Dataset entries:
══════════

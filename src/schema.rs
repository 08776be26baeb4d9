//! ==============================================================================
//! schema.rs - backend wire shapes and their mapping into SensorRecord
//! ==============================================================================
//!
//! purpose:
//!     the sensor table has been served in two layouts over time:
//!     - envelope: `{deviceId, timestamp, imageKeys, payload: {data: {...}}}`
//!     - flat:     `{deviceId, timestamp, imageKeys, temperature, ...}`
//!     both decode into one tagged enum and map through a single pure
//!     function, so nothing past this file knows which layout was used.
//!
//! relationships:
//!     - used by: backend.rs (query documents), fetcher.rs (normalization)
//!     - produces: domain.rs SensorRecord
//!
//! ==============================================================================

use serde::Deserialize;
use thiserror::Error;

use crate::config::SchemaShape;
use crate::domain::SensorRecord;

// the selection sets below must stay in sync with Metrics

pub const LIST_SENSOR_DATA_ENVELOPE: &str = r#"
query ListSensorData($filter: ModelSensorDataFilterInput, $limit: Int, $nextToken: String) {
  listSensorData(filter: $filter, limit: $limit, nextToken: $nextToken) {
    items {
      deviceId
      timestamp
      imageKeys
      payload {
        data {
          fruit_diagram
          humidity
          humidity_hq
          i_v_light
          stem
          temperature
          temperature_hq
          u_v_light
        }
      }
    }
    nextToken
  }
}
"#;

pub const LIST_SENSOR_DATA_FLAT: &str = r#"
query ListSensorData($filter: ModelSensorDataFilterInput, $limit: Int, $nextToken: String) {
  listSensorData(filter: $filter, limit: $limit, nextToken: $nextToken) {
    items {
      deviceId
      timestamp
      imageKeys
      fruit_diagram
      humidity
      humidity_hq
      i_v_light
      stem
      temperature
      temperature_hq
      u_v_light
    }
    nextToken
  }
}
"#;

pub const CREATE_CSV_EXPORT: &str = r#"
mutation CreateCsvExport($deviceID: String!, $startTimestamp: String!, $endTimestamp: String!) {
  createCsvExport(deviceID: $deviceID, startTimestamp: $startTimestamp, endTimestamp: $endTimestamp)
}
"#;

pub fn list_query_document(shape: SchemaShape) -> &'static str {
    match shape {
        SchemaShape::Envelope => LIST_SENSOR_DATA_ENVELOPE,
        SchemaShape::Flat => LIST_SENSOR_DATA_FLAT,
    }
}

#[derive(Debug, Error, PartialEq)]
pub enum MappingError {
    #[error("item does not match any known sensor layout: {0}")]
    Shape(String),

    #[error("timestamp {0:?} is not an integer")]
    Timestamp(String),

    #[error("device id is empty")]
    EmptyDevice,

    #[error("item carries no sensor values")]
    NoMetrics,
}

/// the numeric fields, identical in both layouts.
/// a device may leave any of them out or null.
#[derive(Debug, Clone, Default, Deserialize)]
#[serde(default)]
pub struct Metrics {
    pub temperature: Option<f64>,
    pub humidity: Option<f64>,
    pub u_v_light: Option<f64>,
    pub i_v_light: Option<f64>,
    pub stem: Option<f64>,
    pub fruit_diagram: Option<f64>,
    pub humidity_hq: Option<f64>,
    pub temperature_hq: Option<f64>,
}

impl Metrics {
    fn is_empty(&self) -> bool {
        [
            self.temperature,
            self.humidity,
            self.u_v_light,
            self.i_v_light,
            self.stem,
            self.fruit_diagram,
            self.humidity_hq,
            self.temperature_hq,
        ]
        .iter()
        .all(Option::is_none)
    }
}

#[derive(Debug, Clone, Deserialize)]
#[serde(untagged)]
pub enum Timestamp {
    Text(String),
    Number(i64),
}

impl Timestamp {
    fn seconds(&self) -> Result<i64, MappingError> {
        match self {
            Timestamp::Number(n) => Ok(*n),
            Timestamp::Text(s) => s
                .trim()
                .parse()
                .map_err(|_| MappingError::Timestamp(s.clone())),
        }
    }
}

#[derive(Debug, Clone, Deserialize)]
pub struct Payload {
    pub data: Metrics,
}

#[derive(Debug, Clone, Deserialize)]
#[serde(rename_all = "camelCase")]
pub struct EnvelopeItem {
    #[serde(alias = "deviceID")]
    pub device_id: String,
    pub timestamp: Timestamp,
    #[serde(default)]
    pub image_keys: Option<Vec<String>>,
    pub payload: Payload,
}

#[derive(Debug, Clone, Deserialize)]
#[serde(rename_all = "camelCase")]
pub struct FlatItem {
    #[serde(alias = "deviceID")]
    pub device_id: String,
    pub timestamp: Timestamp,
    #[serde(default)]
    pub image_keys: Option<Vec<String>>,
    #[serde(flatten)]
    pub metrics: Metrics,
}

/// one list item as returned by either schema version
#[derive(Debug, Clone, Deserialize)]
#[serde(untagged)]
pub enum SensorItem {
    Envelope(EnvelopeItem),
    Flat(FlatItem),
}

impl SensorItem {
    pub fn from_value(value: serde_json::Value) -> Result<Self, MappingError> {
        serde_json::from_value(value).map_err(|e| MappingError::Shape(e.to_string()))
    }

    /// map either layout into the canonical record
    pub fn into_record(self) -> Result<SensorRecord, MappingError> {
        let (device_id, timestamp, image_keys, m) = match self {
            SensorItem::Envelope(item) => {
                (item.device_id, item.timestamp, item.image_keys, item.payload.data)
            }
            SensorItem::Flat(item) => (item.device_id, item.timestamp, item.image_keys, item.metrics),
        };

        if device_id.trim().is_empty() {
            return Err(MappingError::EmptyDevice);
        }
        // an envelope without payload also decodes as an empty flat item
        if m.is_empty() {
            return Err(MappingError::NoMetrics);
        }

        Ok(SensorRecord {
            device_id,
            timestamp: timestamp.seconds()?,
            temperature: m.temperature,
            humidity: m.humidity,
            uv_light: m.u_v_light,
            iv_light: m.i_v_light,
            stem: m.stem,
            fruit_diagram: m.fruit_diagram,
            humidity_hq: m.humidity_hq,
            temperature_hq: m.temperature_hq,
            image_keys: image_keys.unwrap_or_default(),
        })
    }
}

══════════

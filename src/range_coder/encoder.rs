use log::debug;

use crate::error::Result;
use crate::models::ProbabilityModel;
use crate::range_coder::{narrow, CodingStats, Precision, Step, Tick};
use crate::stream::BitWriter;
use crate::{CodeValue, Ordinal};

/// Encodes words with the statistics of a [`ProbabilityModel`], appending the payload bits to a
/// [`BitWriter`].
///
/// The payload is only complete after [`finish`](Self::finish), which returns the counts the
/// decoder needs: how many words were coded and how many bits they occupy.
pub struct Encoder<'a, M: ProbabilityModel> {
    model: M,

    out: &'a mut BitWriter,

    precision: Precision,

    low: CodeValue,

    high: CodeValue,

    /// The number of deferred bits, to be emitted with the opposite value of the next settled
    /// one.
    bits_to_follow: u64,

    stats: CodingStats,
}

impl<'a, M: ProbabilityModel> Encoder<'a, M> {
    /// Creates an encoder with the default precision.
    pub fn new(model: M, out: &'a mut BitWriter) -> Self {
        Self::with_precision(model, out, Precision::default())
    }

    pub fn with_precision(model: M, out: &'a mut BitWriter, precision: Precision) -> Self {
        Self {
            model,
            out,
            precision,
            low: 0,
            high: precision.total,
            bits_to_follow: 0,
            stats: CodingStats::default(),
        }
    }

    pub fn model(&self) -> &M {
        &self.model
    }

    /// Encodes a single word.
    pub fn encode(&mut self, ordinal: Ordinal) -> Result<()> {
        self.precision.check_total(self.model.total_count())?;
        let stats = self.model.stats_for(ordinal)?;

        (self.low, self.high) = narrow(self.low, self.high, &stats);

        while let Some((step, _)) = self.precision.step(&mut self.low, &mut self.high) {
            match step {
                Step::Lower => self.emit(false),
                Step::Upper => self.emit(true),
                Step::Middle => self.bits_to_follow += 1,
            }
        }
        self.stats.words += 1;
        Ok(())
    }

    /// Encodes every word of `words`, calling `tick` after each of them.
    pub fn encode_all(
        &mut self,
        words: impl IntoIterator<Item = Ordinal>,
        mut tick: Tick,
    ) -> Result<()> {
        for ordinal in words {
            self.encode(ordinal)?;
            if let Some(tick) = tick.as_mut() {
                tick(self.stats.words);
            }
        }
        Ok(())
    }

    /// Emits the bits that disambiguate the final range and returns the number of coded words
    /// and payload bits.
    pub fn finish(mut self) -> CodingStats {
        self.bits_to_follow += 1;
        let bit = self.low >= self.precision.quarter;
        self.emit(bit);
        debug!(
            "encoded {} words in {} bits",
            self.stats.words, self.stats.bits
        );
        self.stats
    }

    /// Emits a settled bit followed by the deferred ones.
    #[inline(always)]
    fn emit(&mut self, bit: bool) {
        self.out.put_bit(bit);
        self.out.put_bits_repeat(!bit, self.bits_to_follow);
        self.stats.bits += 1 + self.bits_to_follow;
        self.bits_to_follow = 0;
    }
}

══════════

* [Instructions for the task] Copy out all lines from the records where the word "high" appears.

* [Answer for this exercise]
    high: CodeValue,
            high: precision.total,
        (self.low, self.high) = narrow(self.low, self.high, &stats);
        while let Some((step, _)) = self.precision.step(&mut self.low, &mut self.high) {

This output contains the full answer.